Suppose a monatomic ideal gas is contained within a vertical cylinder that is fitted with a movable piston. The piston is frictionless and has a negligible mass. The area of the piston is 3.06 10-2 m2, and the pressure outside the cylinder is 1.02 105 Pa. Heat (2109 J) is removed from the gas. Through what distance does the piston drop?
To determine the distance the piston drops, we can use the first law of thermodynamics, which states that the change in internal energy of a system is equal to the heat added to the system minus the work done by the system.
In this case, the heat is removed from the gas, so it can be considered negative. The work done by the system is given by the equation: Work = Force × Distance.
The force exerted by the gas can be determined using the ideal gas law, which states that pressure times volume is equal to the number of moles times the gas constant times the temperature. In this case, since the gas is monatomic, the number of moles is equal to the mass of the gas divided by the molar mass.
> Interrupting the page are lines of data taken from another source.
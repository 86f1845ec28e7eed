use sha2::{Digest, Sha256};

/// Membership filter over the digests stored in one subset.
///
/// `k` bit indices per item are derived from a single sha256 digest with the
/// Kirsch-Mitzenmacher construction: two 64-bit halves `h1`/`h2` combined as
/// `h1 + i * h2` modulo the (power of two) bit count. Filters are rebuilt
/// from the subset index files at startup; the reconstructed filter is
/// authoritative.
#[derive(Clone, Debug, PartialEq, Eq)]
pub struct BloomFilter {
    hashers: u32,
    words: Vec<u64>,
}

impl BloomFilter {
    /// Sizes the filter for `expected_items` at the target false positive
    /// rate: `m = -n * ln(p) / ln(2)^2` rounded up to a power of two, and
    /// `k = (m / n) * ln(2)`.
    pub fn with_rate(expected_items: usize, false_positive_rate: f64) -> Self {
        let n = expected_items.max(1) as f64;
        let ln2 = std::f64::consts::LN_2;
        let m = (-n * false_positive_rate.ln() / (ln2 * ln2)).ceil() as usize;
        let bits = m.max(64).next_power_of_two();
        let k = ((bits as f64 / n) * ln2).round().clamp(1.0, 30.0) as u32;
        Self {
            hashers: k,
            words: vec![0u64; bits / 64],
        }
    }

    pub fn bits(&self) -> usize {
        self.words.len() * 64
    }

    pub fn insert(&mut self, item: &[u8]) {
        for index in self.indices(item) {
            self.words[(index / 64) as usize] |= 1u64 << (index % 64);
        }
    }

    pub fn contains(&self, item: &[u8]) -> bool {
        self.indices(item)
            .all(|index| self.words[(index / 64) as usize] & (1u64 << (index % 64)) != 0)
    }

    fn indices(&self, item: &[u8]) -> impl Iterator<Item = u64> {
        let digest = Sha256::digest(item);
        let h1 = u64::from_be_bytes(digest[0..8].try_into().expect("digest is 32 bytes"));
        let mut h2 = u64::from_be_bytes(digest[8..16].try_into().expect("digest is 32 bytes"));
        // A zero second hash would collapse every probe onto h1.
        h2 |= 1;
        let mask = (self.bits() - 1) as u64;
        (0..self.hashers as u64).map(move |i| h1.wrapping_add(i.wrapping_mul(h2)) & mask)
    }
}
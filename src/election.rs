//! Deterministic node elections. Every validator must derive the same
//! storage and validation sets from the same inputs, so elections are pure
//! functions of the address/seed and the candidate list.

use sha2::{Digest, Sha256};

use crate::crypto::Address;
use crate::types::{Peer, Transaction, TransactionType};

pub trait Election: Send + Sync {
    /// Storage nodes elected to hold a chain address, best first.
    fn chain_storage_nodes(&self, address: &Address, nodes: &[Peer]) -> Vec<Peer>;

    /// Type-aware election: network transactions are replicated on every
    /// authorized node rather than a sampled set.
    fn chain_storage_nodes_with_type(
        &self,
        address: &Address,
        tx_type: TransactionType,
        nodes: &[Peer],
    ) -> Vec<Peer>;

    /// Storage nodes elected for a beacon subset slot.
    fn beacon_storage_nodes(&self, subset: u8, slot_time: u64, nodes: &[Peer]) -> Vec<Peer>;

    /// Validators for a pending transaction, seed-sorted; the head of the
    /// list coordinates the workflow.
    fn validation_nodes(&self, transaction: &Transaction, timestamp: u64, nodes: &[Peer])
        -> Vec<Peer>;

    /// Deterministic election seed recorded in the validation stamp.
    fn election_proof(&self, address: &Address, timestamp: u64) -> Vec<u8>;
}

/// Election by hashing the seed with each candidate key and sorting the
/// digests.
#[derive(Clone, Debug)]
pub struct HashElection {
    pub storage_replicas: usize,
    pub validators: usize,
}

impl Default for HashElection {
    fn default() -> Self {
        Self {
            storage_replicas: 3,
            validators: 3,
        }
    }
}

impl HashElection {
    fn rank(seed: &[u8], candidates: &[Peer]) -> Vec<Peer> {
        let mut ranked: Vec<(Vec<u8>, Peer)> = candidates
            .iter()
            .map(|peer| {
                let mut hasher = Sha256::new();
                hasher.update(seed);
                hasher.update(peer.first_public_key.as_bytes());
                (hasher.finalize().to_vec(), peer.clone())
            })
            .collect();
        ranked.sort_by(|left, right| left.0.cmp(&right.0));
        ranked.into_iter().map(|(_, peer)| peer).collect()
    }

    fn eligible(nodes: &[Peer]) -> Vec<Peer> {
        nodes
            .iter()
            .filter(|peer| peer.authorized && peer.available)
            .cloned()
            .collect()
    }
}

impl Election for HashElection {
    fn chain_storage_nodes(&self, address: &Address, nodes: &[Peer]) -> Vec<Peer> {
        let mut elected = Self::rank(address.as_bytes(), &Self::eligible(nodes));
        elected.truncate(self.storage_replicas);
        elected
    }

    fn chain_storage_nodes_with_type(
        &self,
        address: &Address,
        tx_type: TransactionType,
        nodes: &[Peer],
    ) -> Vec<Peer> {
        match tx_type {
            TransactionType::Node | TransactionType::NodeSharedSecrets => Self::eligible(nodes),
            _ => self.chain_storage_nodes(address, nodes),
        }
    }

    fn beacon_storage_nodes(&self, subset: u8, slot_time: u64, nodes: &[Peer]) -> Vec<Peer> {
        let mut seed = Vec::with_capacity(9);
        seed.push(subset);
        seed.extend_from_slice(&slot_time.to_be_bytes());
        let mut elected = Self::rank(&seed, &Self::eligible(nodes));
        elected.truncate(self.storage_replicas);
        elected
    }

    fn validation_nodes(
        &self,
        transaction: &Transaction,
        timestamp: u64,
        nodes: &[Peer],
    ) -> Vec<Peer> {
        let seed = self.election_proof(&transaction.address, timestamp);
        let mut elected = Self::rank(&seed, &Self::eligible(nodes));
        elected.truncate(self.validators.max(1));
        elected
    }

    fn election_proof(&self, address: &Address, timestamp: u64) -> Vec<u8> {
        let mut hasher = Sha256::new();
        hasher.update(b"election");
        hasher.update(address.as_bytes());
        hasher.update(timestamp.to_be_bytes());
        hasher.finalize().to_vec()
    }
}

#[cfg(test)]
mod tests {
    use super::*;
    use crate::crypto::{HashAlgorithm, NodeKeys};
    use std::net::{IpAddr, Ipv4Addr};

    fn peers(count: usize) -> Vec<Peer> {
        (0..count)
            .map(|i| {
                let keys = NodeKeys::generate();
                Peer::new(
                    keys.public_key().clone(),
                    keys.public_key().clone(),
                    IpAddr::V4(Ipv4Addr::LOCALHOST),
                    9_000 + i as u16,
                )
            })
            .collect()
    }

    fn address(byte: u8) -> Address {
        let mut bytes = vec![0u8, HashAlgorithm::Sha256.id()];
        bytes.extend_from_slice(&[byte; 32]);
        Address::from_bytes(bytes).unwrap()
    }

    #[test]
    fn elections_are_deterministic() {
        let election = HashElection::default();
        let nodes = peers(8);
        let first = election.chain_storage_nodes(&address(0x11), &nodes);
        let second = election.chain_storage_nodes(&address(0x11), &nodes);
        assert_eq!(first, second);
        assert_eq!(first.len(), 3);
    }

    #[test]
    fn different_addresses_shuffle_the_ranking() {
        let election = HashElection {
            storage_replicas: 8,
            validators: 3,
        };
        let nodes = peers(8);
        let for_first = election.chain_storage_nodes(&address(0x11), &nodes);
        let for_second = election.chain_storage_nodes(&address(0x99), &nodes);
        // Same membership, near-certainly a different order.
        assert_ne!(for_first, for_second);
    }

    #[test]
    fn unavailable_nodes_are_skipped() {
        let election = HashElection::default();
        let mut nodes = peers(4);
        nodes[0].available = false;
        nodes[1].authorized = false;
        let elected = election.chain_storage_nodes(&address(0x11), &nodes);
        assert_eq!(elected.len(), 2);
        assert!(elected.iter().all(|peer| peer.authorized && peer.available));
    }

    #[test]
    fn network_types_replicate_everywhere() {
        let election = HashElection::default();
        let nodes = peers(6);
        let elected = election.chain_storage_nodes_with_type(
            &address(0x11),
            TransactionType::Node,
            &nodes,
        );
        assert_eq!(elected.len(), 6);
    }
}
The volume of the gas is equal to the area of the piston times the distance it moves. Substituting these values into the ideal gas law equation, we can solve for the force exerted by the gas.
Next, we substitute the force into the work equation to determine the work done by the system.
Finally, we can solve for the distance by rearranging the work equation to isolate the distance variable.
Let's plug in the given values and calculate the answer:
Given:
Area of the piston (A) = 3.06 × 10^(-2) m^2
Pressure outside the cylinder (P) = 1.02 × 10^5 Pa
Heat removed from the gas (Q) = -2109 J
First, let's calculate the force exerted by the gas:
Volume (V) = A × distance (d)
Number of moles (n) = mass of gas (m) / molar mass
Using the ideal gas law: P × V = n × R × T
Rearranging the ideal gas law equation to isolate the force (F):
F = P × A × d / (R × T)
Substituting the given values:
F = (1.02 × 10^5 Pa) × (3.06 × 10^(-2) m^2) × d / (R × T)
The work done by the system is:
Work = F × d
Now, we substitute the force equation into the work equation:
Work = [(1.02 × 10^5 Pa) × (3.06 × 10^(-2) m^2) × d / (R × T)] × d
Since we are solving for the distance (d), we rearrange the work equation:
d^2 = [Work × (R × T)] / [(1.02 × 10^5 Pa) × (3.06 × 10^(-2) m^2)]
Substituting the given values:
d^2 = [-2109 J × (R × T)] / [(1.02 × 10^5 Pa) × (3.06 × 10^(-2) m^2)]
Finally, calculate the distance (d):
d = sqrt{[-2109 J × (R × T)] / [(1.02 × 10^5 Pa) × (3.06 × 10^(-2) m^2)]}
Note: Make sure to use the appropriate values for the gas constant (R) and temperature (T) in order to obtain accurate results.